Work required
When the line containing "type Err = BudgetError;" appears in the data below, begin copying there and stop only after the line containing "time of budgeting".

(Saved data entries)
════════════════

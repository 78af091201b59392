//! Integration tests for the levy billing engine functions

use chrono::NaiveDate;
use rust_decimal_macros::dec;

use core_kernel::{Currency, LevyItemId, LevyScheduleId, Money};
use domain_levy::{allocate, generate_periods, LevyFrequency, OutstandingItem, PeriodStatus};

fn ymd(y: i32, m: u32, d: u32) -> NaiveDate {
    NaiveDate::from_ymd_opt(y, m, d).unwrap()
}

fn aud(amount: rust_decimal::Decimal) -> Money {
    Money::new(amount, Currency::AUD)
}

#[test]
fn test_quarterly_fy2027_schedule_scenario() {
    let periods = generate_periods(
        LevyScheduleId::new(),
        ymd(2026, 7, 1),
        LevyFrequency::Quarterly,
        4,
        31,
    );

    assert_eq!(periods.len(), 4);

    let expected = [
        ("Q1 FY2027", ymd(2026, 7, 1), ymd(2026, 9, 30), ymd(2026, 7, 31)),
        ("Q2 FY2027", ymd(2026, 10, 1), ymd(2026, 12, 31), ymd(2026, 10, 31)),
        ("Q3 FY2027", ymd(2027, 1, 1), ymd(2027, 3, 31), ymd(2027, 1, 31)),
        ("Q4 FY2027", ymd(2027, 4, 1), ymd(2027, 6, 30), ymd(2027, 4, 30)),
    ];

    for (period, (label, start, end, due)) in periods.iter().zip(expected) {
        assert_eq!(period.label, label);
        assert_eq!(period.start_date, start);
        assert_eq!(period.end_date, end);
        assert_eq!(period.due_date, due);
        assert_eq!(period.status, PeriodStatus::Pending);
    }
}

#[test]
fn test_periods_partition_one_year() {
    // Contiguous, non-overlapping, spanning exactly one year, for every
    // supported cardinality and a spread of anchors.
    let starts = [
        ymd(2026, 7, 1),
        ymd(2026, 1, 1),
        ymd(2025, 10, 15),
        ymd(2024, 2, 29),
    ];
    let cardinalities = [
        (LevyFrequency::Annual, 1),
        (LevyFrequency::Quarterly, 2),
        (LevyFrequency::Quarterly, 4),
        (LevyFrequency::Monthly, 12),
    ];

    for start in starts {
        for (frequency, ppy) in cardinalities {
            let periods = generate_periods(LevyScheduleId::new(), start, frequency, ppy, 15);

            assert_eq!(periods.len(), ppy as usize);
            assert_eq!(periods[0].start_date, start);

            for pair in periods.windows(2) {
                assert_eq!(
                    pair[1].start_date,
                    pair[0].end_date.succ_opt().unwrap(),
                    "periods must be contiguous for start={start} ppy={ppy}"
                );
            }

            let last = periods.last().unwrap();
            let year_end = core_kernel::add_months(start, 12).pred_opt().unwrap();
            assert_eq!(last.end_date, year_end);
        }
    }
}

#[test]
fn test_due_day_31_clamps_to_april_30() {
    let periods = generate_periods(
        LevyScheduleId::new(),
        ymd(2026, 4, 1),
        LevyFrequency::Monthly,
        12,
        31,
    );

    assert_eq!(periods[0].due_date, ymd(2026, 4, 30));
    // May has 31 days, so no clamp applies.
    assert_eq!(periods[1].due_date, ymd(2026, 5, 31));
    // February of a non-leap year.
    assert_eq!(periods[10].due_date, ymd(2027, 2, 28));
}

#[test]
fn test_due_day_clamps_in_leap_february() {
    let periods = generate_periods(
        LevyScheduleId::new(),
        ymd(2028, 2, 1),
        LevyFrequency::Monthly,
        12,
        31,
    );
    assert_eq!(periods[0].due_date, ymd(2028, 2, 29));
}

#[test]
fn test_fifo_order_100_50_payment_120() {
    let outstanding = vec![
        OutstandingItem {
            item_id: LevyItemId::new(),
            balance: aud(dec!(100)),
        },
        OutstandingItem {
            item_id: LevyItemId::new(),
            balance: aud(dec!(50)),
        },
    ];

    let outcome = allocate(aud(dec!(120)), &outstanding);

    assert_eq!(outcome.allocations.len(), 2);
    assert_eq!(outcome.allocations[0].amount, aud(dec!(100)));
    assert_eq!(outcome.allocations[1].amount, aud(dec!(20)));
    assert!(outcome.unallocated.is_zero());
}

#[test]
fn test_partial_quarter_scenario_450_450_payment_500() {
    let q1 = LevyItemId::new();
    let q2 = LevyItemId::new();
    let outstanding = vec![
        OutstandingItem {
            item_id: q1,
            balance: aud(dec!(450)),
        },
        OutstandingItem {
            item_id: q2,
            balance: aud(dec!(450)),
        },
    ];

    let outcome = allocate(aud(dec!(500)), &outstanding);

    assert_eq!(outcome.allocations[0].item_id, q1);
    assert_eq!(outcome.allocations[0].amount, aud(dec!(450)));
    assert_eq!(outcome.allocations[1].item_id, q2);
    assert_eq!(outcome.allocations[1].amount, aud(dec!(50)));
    assert!(outcome.unallocated.is_zero());
}

#[test]
fn test_no_outstanding_items_returns_full_remainder() {
    let outcome = allocate(aud(dec!(750)), &[]);
    assert!(outcome.allocations.is_empty());
    assert_eq!(outcome.unallocated, aud(dec!(750)));
}
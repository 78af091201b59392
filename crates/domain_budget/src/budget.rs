//! Budgets and budget line items
//!
//! A budget is a planning record per (scheme, financial year, fund type),
//! with one line per chart-of-accounts category. The budget total is a
//! derived cache recomputed on every line edit, never maintained by hand.

use chrono::{DateTime, Utc};
use serde::{Deserialize, Serialize};
use std::fmt;
use std::str::FromStr;

use core_kernel::{BudgetId, BudgetLineId, Currency, FundType, Money, SchemeId};

use crate::error::BudgetError;

/// Budget approval workflow state
///
/// `draft → review → approved`; an approved budget moves to `amended`
/// when it is reopened for changes.
#[derive(Debug, Clone, Copy, PartialEq, Eq, Serialize, Deserialize)]
#[serde(rename_all = "snake_case")]
pub enum BudgetStatus {
    Draft,
    Review,
    Approved,
    Amended,
}

impl BudgetStatus {
    pub fn as_str(&self) -> &'static str {
        match self {
            BudgetStatus::Draft => "draft",
            BudgetStatus::Review => "review",
            BudgetStatus::Approved => "approved",
            BudgetStatus::Amended => "amended",
        }
    }
}

impl fmt::Display for BudgetStatus {
    fn fmt(&self, f: &mut fmt::Formatter<'_>) -> fmt::Result {
        write!(f, "{}", self.as_str())
    }
}

impl FromStr for BudgetStatus {
    type Err = BudgetError;

    fn from_str(s: &str) -> Result<Self, Self::Err> {
        match s {
            "draft" => Ok(BudgetStatus::Draft),
            "review" => Ok(BudgetStatus::Review),
            "approved" => Ok(BudgetStatus::Approved),
            "amended" => Ok(BudgetStatus::Amended),
            other => Err(BudgetError::Validation(format!(
                "Unknown budget status: {}",
                other
            ))),
        }
    }
}

/// One category's planned amount within a budget
#[derive(Debug, Clone, Serialize, Deserialize)]
pub struct BudgetLineItem {
    /// Unique identifier
    pub id: BudgetLineId,
    /// Owning budget
    pub budget_id: BudgetId,
    /// Chart-of-accounts category code
    pub category_code: String,
    /// Category name at the time of budgeting
    pub category_name: String,
    /// Planned amount for the year
    pub budgeted_amount: Money,
    /// Snapshot of the prior year's actual, when available
    pub prior_year_actual: Option<Money>,
}

impl BudgetLineItem {
    /// Creates a new line item
    pub fn new(
        budget_id: BudgetId,
        category_code: impl Into<String>,
        category_name: impl Into<String>,
        budgeted_amount: Money,
        prior_year_actual: Option<Money>,
    ) -> Self {
        Self {
            id: BudgetLineId::new_v7(),
            budget_id,
            category_code: category_code.into(),
            category_name: category_name.into(),
            budgeted_amount,
            prior_year_actual,
        }
    }
}

/// A fund budget for one financial year
#[derive(Debug, Clone, Serialize, Deserialize)]
pub struct Budget {
    /// Unique identifier
    pub id: BudgetId,
    /// Owning scheme
    pub scheme_id: SchemeId,
    /// Financial year the budget plans for, named by its ending calendar
    /// year (July–June convention, e.g. 2027 for FY2027)
    pub financial_year: i32,
    /// Fund being budgeted
    pub fund_type: FundType,
    /// Workflow state
    pub status: BudgetStatus,
    /// Derived cache: sum of line budgeted amounts
    pub total_amount: Money,
    /// Set when the budget is approved
    pub approved_at: Option<DateTime<Utc>>,
    /// Created timestamp
    pub created_at: DateTime<Utc>,
    /// Updated timestamp
    pub updated_at: DateTime<Utc>,
}

impl Budget {
    /// Creates a new draft budget
    pub fn new(scheme_id: SchemeId, financial_year: i32, fund_type: FundType) -> Self {
        let now = Utc::now();
        Self {
            id: BudgetId::new_v7(),
            scheme_id,
            financial_year,
            fund_type,
            status: BudgetStatus::Draft,
            total_amount: Money::zero(Currency::default()),
            approved_at: None,
            created_at: now,
            updated_at: now,
        }
    }

    /// Whether line items may currently be edited
    pub fn is_editable(&self) -> bool {
        matches!(
            self.status,
            BudgetStatus::Draft | BudgetStatus::Review | BudgetStatus::Amended
        )
    }

    /// Recomputes the cached total from the line items
    pub fn recompute_total(&mut self, lines: &[BudgetLineItem]) {
        let currency = lines
            .first()
            .map(|l| l.budgeted_amount.currency())
            .unwrap_or_default();
        self.total_amount = lines
            .iter()
            .fold(Money::zero(currency), |acc, l| acc + l.budgeted_amount);
        self.updated_at = Utc::now();
    }

    /// Moves a draft budget into review
    pub fn submit_for_review(&mut self) -> Result<(), BudgetError> {
        match self.status {
            BudgetStatus::Draft => {
                self.status = BudgetStatus::Review;
                self.updated_at = Utc::now();
                Ok(())
            }
            other => Err(BudgetError::Conflict(format!(
                "Only a draft budget can be submitted for review, status is {}",
                other
            ))),
        }
    }

    /// Approves the budget, recording the approval time
    pub fn approve(&mut self) -> Result<(), BudgetError> {
        match self.status {
            BudgetStatus::Draft | BudgetStatus::Review => {
                self.status = BudgetStatus::Approved;
                self.approved_at = Some(Utc::now());
                self.updated_at = Utc::now();
                Ok(())
            }
            other => Err(BudgetError::Conflict(format!(
                "Only a draft or review budget can be approved, status is {}",
                other
            ))),
        }
    }

    /// Reopens an approved budget for amendment
    pub fn amend(&mut self) -> Result<(), BudgetError> {
        match self.status {
            BudgetStatus::Approved => {
                self.status = BudgetStatus::Amended;
                self.updated_at = Utc::now();
                Ok(())
            }
            other => Err(BudgetError::Conflict(format!(
                "Only an approved budget can be amended, status is {}",
                other
            ))),
        }
    }
}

════════════════

Answer to this exercise
    type Err = BudgetError;

    fn from_str(s: &str) -> Result<Self, Self::Err> {
        match s {
            "draft" => Ok(BudgetStatus::Draft),
            "review" => Ok(BudgetStatus::Review),
            "approved" => Ok(BudgetStatus::Approved),
            "amended" => Ok(BudgetStatus::Amended),
            other => Err(BudgetError::Validation(format!(
                "Unknown budget status: {}",
                other
            ))),
        }
    }
}

/// One category's planned amount within a budget
#[derive(Debug, Clone, Serialize, Deserialize)]
pub struct BudgetLineItem {
    /// Unique identifier
    pub id: BudgetLineId,
    /// Owning budget
    pub budget_id: BudgetId,
    /// Chart-of-accounts category code
    pub category_code: String,
    /// Category name at the time of budgeting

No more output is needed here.